Copy out, from the entries below, each line that holds the string "SocketAddr".

Records from a data collection
■ ■ ■
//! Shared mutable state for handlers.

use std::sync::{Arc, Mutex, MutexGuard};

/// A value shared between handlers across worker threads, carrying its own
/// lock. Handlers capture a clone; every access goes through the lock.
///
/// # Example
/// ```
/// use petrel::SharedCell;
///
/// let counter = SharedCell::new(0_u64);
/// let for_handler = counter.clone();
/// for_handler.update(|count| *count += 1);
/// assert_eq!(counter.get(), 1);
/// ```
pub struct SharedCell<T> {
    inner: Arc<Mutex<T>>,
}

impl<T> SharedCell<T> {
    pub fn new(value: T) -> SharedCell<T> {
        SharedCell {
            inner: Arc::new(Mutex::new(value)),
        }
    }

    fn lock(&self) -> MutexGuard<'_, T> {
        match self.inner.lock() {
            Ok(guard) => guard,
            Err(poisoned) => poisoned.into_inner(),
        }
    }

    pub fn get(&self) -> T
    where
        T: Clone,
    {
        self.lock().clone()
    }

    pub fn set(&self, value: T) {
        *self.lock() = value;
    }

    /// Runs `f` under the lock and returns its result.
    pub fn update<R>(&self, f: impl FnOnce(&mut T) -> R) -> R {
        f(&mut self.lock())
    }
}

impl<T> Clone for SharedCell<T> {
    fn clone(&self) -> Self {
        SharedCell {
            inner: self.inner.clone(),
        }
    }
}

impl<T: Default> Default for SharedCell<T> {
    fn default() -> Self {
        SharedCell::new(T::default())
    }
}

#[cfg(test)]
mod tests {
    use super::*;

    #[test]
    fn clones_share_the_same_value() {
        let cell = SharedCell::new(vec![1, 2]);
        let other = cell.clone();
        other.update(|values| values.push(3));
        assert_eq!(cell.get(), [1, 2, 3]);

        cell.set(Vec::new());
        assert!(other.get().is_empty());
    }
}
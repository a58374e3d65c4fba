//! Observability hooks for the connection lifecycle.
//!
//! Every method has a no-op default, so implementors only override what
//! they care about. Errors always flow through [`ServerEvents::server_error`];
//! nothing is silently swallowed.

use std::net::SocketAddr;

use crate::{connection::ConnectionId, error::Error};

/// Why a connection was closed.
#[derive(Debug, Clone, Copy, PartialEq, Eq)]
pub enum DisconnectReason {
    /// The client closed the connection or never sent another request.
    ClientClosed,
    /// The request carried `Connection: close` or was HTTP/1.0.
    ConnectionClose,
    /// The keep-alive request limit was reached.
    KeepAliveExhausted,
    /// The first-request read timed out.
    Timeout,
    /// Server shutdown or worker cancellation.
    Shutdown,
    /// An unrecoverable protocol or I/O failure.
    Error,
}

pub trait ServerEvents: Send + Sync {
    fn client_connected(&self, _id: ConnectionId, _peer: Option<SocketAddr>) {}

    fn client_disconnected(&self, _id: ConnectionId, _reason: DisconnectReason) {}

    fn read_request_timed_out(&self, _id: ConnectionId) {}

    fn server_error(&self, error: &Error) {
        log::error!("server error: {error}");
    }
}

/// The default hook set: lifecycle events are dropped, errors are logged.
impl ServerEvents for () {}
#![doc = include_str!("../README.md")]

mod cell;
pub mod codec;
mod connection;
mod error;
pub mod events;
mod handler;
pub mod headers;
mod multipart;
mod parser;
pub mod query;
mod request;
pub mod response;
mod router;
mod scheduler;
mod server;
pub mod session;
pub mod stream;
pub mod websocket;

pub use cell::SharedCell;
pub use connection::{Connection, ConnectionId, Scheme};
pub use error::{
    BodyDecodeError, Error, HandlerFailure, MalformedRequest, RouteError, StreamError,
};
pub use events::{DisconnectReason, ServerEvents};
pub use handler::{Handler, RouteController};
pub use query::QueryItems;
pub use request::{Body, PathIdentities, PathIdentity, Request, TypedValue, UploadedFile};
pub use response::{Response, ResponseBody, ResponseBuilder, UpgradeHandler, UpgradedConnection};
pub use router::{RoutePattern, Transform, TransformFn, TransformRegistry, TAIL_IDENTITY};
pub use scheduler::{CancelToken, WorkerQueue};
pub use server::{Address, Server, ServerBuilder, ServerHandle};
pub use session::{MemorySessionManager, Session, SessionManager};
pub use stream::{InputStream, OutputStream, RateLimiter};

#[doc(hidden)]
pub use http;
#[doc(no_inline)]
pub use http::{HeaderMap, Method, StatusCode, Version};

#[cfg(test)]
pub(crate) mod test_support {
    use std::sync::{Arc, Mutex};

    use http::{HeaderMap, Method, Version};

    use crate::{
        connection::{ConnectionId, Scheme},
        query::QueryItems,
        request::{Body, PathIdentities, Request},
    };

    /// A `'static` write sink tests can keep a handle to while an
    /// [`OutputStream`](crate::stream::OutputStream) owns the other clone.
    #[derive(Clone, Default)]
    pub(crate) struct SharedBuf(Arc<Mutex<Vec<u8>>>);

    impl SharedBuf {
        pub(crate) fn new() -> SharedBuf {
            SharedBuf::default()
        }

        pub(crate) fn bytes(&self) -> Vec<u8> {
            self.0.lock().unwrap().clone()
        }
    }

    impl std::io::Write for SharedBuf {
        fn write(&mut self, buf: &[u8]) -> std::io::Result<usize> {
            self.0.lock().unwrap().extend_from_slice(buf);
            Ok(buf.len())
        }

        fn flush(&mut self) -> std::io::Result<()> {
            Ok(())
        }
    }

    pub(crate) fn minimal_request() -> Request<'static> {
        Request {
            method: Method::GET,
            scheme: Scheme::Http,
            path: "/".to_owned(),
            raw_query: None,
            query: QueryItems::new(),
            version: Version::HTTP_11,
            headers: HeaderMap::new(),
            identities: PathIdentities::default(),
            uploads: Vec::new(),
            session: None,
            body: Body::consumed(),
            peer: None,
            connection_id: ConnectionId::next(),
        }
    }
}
■ ■ ■
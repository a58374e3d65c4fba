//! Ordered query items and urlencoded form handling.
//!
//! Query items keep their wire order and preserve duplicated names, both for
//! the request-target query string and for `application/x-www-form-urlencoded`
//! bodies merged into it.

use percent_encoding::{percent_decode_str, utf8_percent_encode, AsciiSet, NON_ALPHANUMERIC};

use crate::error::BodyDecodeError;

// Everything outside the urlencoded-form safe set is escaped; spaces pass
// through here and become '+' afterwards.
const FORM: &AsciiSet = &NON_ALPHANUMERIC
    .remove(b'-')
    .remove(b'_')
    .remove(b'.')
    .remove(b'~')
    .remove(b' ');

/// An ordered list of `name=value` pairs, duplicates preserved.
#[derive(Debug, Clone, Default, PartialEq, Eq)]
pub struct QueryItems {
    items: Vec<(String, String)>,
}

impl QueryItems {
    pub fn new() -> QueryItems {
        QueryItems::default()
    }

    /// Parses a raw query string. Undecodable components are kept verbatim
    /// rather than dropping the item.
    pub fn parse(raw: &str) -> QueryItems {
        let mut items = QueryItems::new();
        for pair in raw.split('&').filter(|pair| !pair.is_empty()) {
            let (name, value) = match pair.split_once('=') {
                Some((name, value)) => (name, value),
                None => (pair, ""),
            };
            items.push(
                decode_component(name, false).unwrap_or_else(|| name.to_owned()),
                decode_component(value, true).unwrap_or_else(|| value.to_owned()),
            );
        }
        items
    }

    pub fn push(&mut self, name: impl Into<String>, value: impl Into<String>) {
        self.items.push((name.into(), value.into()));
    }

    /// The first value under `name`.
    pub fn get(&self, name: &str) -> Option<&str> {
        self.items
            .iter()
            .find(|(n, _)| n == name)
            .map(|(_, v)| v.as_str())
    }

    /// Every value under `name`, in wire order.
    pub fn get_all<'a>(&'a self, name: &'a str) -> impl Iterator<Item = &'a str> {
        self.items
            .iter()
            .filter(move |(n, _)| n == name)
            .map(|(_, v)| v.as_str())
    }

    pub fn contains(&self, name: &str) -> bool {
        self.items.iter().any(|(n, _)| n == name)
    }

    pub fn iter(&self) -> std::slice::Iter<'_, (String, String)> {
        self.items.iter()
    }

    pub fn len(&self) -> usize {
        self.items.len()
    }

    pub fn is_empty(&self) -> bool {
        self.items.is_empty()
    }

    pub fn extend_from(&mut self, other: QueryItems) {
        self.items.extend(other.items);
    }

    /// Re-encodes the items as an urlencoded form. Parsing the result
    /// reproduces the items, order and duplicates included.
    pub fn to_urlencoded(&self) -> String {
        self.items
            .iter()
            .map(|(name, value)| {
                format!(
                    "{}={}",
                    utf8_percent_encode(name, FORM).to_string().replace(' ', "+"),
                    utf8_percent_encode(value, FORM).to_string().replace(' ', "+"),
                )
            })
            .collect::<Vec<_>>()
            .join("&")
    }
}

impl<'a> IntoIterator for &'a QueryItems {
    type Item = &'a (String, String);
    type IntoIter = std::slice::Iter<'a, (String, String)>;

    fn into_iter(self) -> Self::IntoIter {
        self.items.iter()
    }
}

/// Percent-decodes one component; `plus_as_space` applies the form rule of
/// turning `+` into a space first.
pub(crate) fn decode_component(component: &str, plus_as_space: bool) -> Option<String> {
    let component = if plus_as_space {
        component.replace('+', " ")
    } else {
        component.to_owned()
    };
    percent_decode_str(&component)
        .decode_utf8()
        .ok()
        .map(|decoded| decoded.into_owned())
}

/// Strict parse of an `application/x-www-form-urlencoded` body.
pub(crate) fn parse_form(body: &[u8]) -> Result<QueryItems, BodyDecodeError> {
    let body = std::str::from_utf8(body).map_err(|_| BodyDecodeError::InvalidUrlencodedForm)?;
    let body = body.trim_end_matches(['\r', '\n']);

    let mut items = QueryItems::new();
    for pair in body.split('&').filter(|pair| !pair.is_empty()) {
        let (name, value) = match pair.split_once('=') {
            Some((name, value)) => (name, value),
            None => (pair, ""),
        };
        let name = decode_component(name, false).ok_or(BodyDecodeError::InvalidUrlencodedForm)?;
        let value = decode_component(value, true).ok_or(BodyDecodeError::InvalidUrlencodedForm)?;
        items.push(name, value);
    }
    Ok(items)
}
■ ■ ■
OUTPUT OF THE EXERCISE:
use std::net::SocketAddr;
    fn client_connected(&self, _id: ConnectionId, _peer: Option<SocketAddr>) {}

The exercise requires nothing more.